A survey of female patients has found that more than 10 percent felt sexually harassed while receiving medical treatment.
Nearly 12 percent of adult female patients experienced sexual harassment in hospitals over the past five years, according to the Human Rights Law Foundation’s survey of 1,000 people aged 19-59.
In the survey permitting multiple answers, a total of 255 cases of sexual harassment were documented.
Having to take off clothing in an open area made up the largest share of complaints at 18 percent.
Medical personnel such as doctors making inappropriate sexual comments about one’s physical appearance was also common, standing at 11.7 percent. Up to 80.5 percent of the medical personnel were men, according to the data.
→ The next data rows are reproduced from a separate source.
impl LaunchSelector {
    pub fn new(
        catalog: Arc<UpdateCatalog>,
        store: Arc<AssetStore>,
        embedded: Arc<EmbeddedBundle>,
        policy: LaunchPolicy,
    ) -> Self {
        Self {
            catalog,
            store,
            embedded,
            policy,
            short_circuit: ShortCircuit::default(),
        }
    }

    pub fn policy(&self) -> LaunchPolicy {
        self.policy
    }

    pub fn short_circuit(&self) -> ShortCircuit {
        self.short_circuit.clone()
    }

    /// Run the state machine to completion
    ///
    /// Errors only with `Fatal`, when even the embedded update is unusable.
    pub async fn select(
        &self,
        scope_key: &str,
        runtime_version: &str,
    ) -> BundleCacheResult<LaunchOutcome> {
        self.run(LaunchState::Idle, scope_key, runtime_version).await
    }

    /// Skip the catalog entirely and resolve the embedded update
    pub async fn fallback(&self, reason: FallbackReason) -> BundleCacheResult<LaunchOutcome> {
        self.run(LaunchState::fallback(reason), "", "").await
    }

    async fn run(
        &self,
        initial: LaunchState,
        scope_key: &str,
        runtime_version: &str,
    ) -> BundleCacheResult<LaunchOutcome> {
        let mut report = LaunchReport::default();
        let mut state = initial;
        report.transitions.push(state.name());

        while !state.is_terminal() {
            state = if self.short_circuit.is_triggered() && !state.is_fallback() {
                info!("Launch selection short-circuited by host");
                LaunchState::fallback(FallbackReason::ShortCircuit)
            } else {
                self.step(state, scope_key, runtime_version, &mut report).await
            };
            report.transitions.push(state.name());
        }

        match state {
            LaunchState::Selected {
                update,
                launch_asset_path,
            } => {
                info!(
                    "Selected cached update {} ({} candidate(s), {} rejected)",
                    update.id,
                    report.candidates,
                    report.rejected.len()
                );
                Ok(LaunchOutcome {
                    selection: LaunchSelection::Cached {
                        update,
                        launch_asset_path,
                    },
                    report,
                })
            }
            LaunchState::Fallback {
                reason,
                launch_asset_path: Some(launch_asset_path),
            } => {
                let manifest = self.embedded.manifest().await?.clone();
                info!("Launching embedded update {}: {}", manifest.id, reason);
                Ok(LaunchOutcome {
                    selection: LaunchSelection::Embedded {
                        manifest,
                        launch_asset_path,
                        reason,
                    },
                    report,
                })
            }
            LaunchState::Fatal { reason } => Err(BundleCacheError::Fatal(reason)),
            other => Err(BundleCacheError::Internal(format!(
                "selection stopped in non-terminal state {}",
                other.name()
            ))),
        }
    }

    async fn step(
        &self,
        state: LaunchState,
        scope_key: &str,
        runtime_version: &str,
        report: &mut LaunchReport,
    ) -> LaunchState {
        match state {
            LaunchState::Idle => LaunchState::Selecting,
            LaunchState::Selecting => {
                self.load_candidates(scope_key, runtime_version, report)
                    .await
            }
            LaunchState::Verifying {
                candidate,
                remaining,
            } => self.verify_candidate(candidate, remaining, report).await,
            LaunchState::Fallback {
                reason,
                launch_asset_path: None,
            } => self.resolve_embedded(reason).await,
            terminal => terminal,
        }
    }

    async fn load_candidates(
        &self,
        scope_key: &str,
        runtime_version: &str,
        report: &mut LaunchReport,
    ) -> LaunchState {
        let candidates = match self
            .catalog
            .query_candidates(scope_key, runtime_version)
            .await
        {
            Ok(candidates) => candidates,
            Err(e) => {
                warn!("Catalog query failed, falling back to embedded: {}", e);
                return LaunchState::fallback(FallbackReason::CatalogUnavailable(e.to_string()));
            }
        };
        report.candidates = candidates.len();

        let threshold = self.policy.failed_launch_threshold;
        let mut launchable = VecDeque::with_capacity(candidates.len());
        for update in candidates {
            if update.is_rolled_back(threshold) {
                debug!("Skipping rolled-back update {}", update.id);
                report.rejected.push((
                    update.id,
                    Rejection::RolledBack {
                        failed_launches: update.failed_launch_count,
                    },
                ));
            } else {
                launchable.push_back(update);
            }
        }

        next_candidate(launchable)
    }

    async fn verify_candidate(
        &self,
        candidate: Update,
        remaining: VecDeque<Update>,
        report: &mut LaunchReport,
    ) -> LaunchState {
        match self.check_files(&candidate, report).await {
            Verdict::Accept(launch_asset_path) => LaunchState::Selected {
                update: candidate,
                launch_asset_path,
            },
            Verdict::Reject(rejection) => {
                warn!("Rejecting update {}: {}", candidate.id, rejection);
                if let Some(key) = rejection.broken_key() {
                    match self.catalog.mark_assets_missing(&[key.to_string()]).await {
                        Ok(changed) => report.marked_not_ready += changed,
                        Err(e) => warn!("Could not flag updates using {}: {}", key, e),
                    }
                }
                report.rejected.push((candidate.id, rejection));
                next_candidate(remaining)
            }
        }
    }

    async fn check_files(&self, candidate: &Update, report: &mut LaunchReport) -> Verdict {
        let assets = match self.catalog.assets_for_update(candidate.id).await {
            Ok(assets) => assets,
            Err(e) => {
                return Verdict::Reject(Rejection::Unreadable {
                    key: None,
                    reason: e.to_string(),
                })
            }
        };

        let Some(launch_asset) = assets.iter().find(|a| a.is_launch_asset) else {
            return Verdict::Reject(Rejection::NoLaunchAsset);
        };
        let launch_asset_path = match self.store.path_for(launch_asset) {
            Ok(path) => path,
            Err(e) => {
                return Verdict::Reject(Rejection::Unreadable {
                    key: Some(launch_asset.key.clone()),
                    reason: e.to_string(),
                })
            }
        };

        for asset in &assets {
            let status = match self.store.verify_present(asset).await {
                Ok(status) => status,
                Err(e) => {
                    return Verdict::Reject(Rejection::Unreadable {
                        key: Some(asset.key.clone()),
                        reason: e.to_string(),
                    })
                }
            };

            match status {
                VerifyStatus::Present => {}
                VerifyStatus::Corrupt { actual } => {
                    debug!(
                        "Asset {} hashes to {}, expected {}",
                        asset.key,
                        actual,
                        asset.content_hash()
                    );
                    return Verdict::Reject(Rejection::CorruptAsset {
                        key: asset.key.clone(),
                    });
                }
                VerifyStatus::Missing => {
                    if !self.repair_from_embedded(asset).await {
                        return Verdict::Reject(Rejection::MissingAsset {
                            key: asset.key.clone(),
                        });
                    }
                    report.repaired.push(asset.key.clone());
                }
            }
        }

        Verdict::Accept(launch_asset_path)
    }

    /// Copy a missing asset back from the embedded bundle when it ships one
    async fn repair_from_embedded(&self, asset: &Asset) -> bool {
        let Some(filename) = self.embedded.filename_for(asset).await else {
            return false;
        };
        let path = match self.embedded.file_path(&filename) {
            Ok(path) => path,
            Err(e) => {
                debug!("Embedded file name {} rejected: {}", filename, e);
                return false;
            }
        };

        match self.store.materialize(asset, &FileSource::new(path)).await {
            Ok(_) => {
                info!("Restored asset {} from embedded bundle", asset.key);
                true
            }
            Err(e) => {
                warn!("Could not restore asset {} from embedded bundle: {}", asset.key, e);
                false
            }
        }
    }

    async fn resolve_embedded(&self, reason: FallbackReason) -> LaunchState {
        match self.embedded.launch_asset_path().await {
            Ok(path) => LaunchState::Fallback {
                reason,
                launch_asset_path: Some(path),
            },
            Err(e) => LaunchState::Fatal {
                reason: format!("embedded update unusable ({reason}): {e}"),
            },
        }
    }
}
Being asked about one’s sex life and experience was reported by 9.8 percent, while conducting intimate examinations irrelevant to the treatment stood at 9 percent.
There were also two cases of attempted rape, the survey showed.
When broken down by facility, clinics to treat internal diseases were the most common location for incidents at 50.8 percent. The foundation officials explained that these facilities frequently offer treatment for issues in the chest and abdominal regions of the body.
Maternity hospitals followed at 45.8 percent, while orthopedic offices and oriental medical clinics stood at 24.6 percent and 21.2 percent, respectively.
Despite their unpleasant experiences, more than 24 percent of victims did not take any action as they were confused as to whether the doctors’ comments and behavior were part of the treatment.
According to a 2012 survey conducted by an employment website (www.career.co.kr), 4 out of 10 workers have experienced sexual harassment. Of the 405 respondents, 72.6 percent of those who were harassed were women.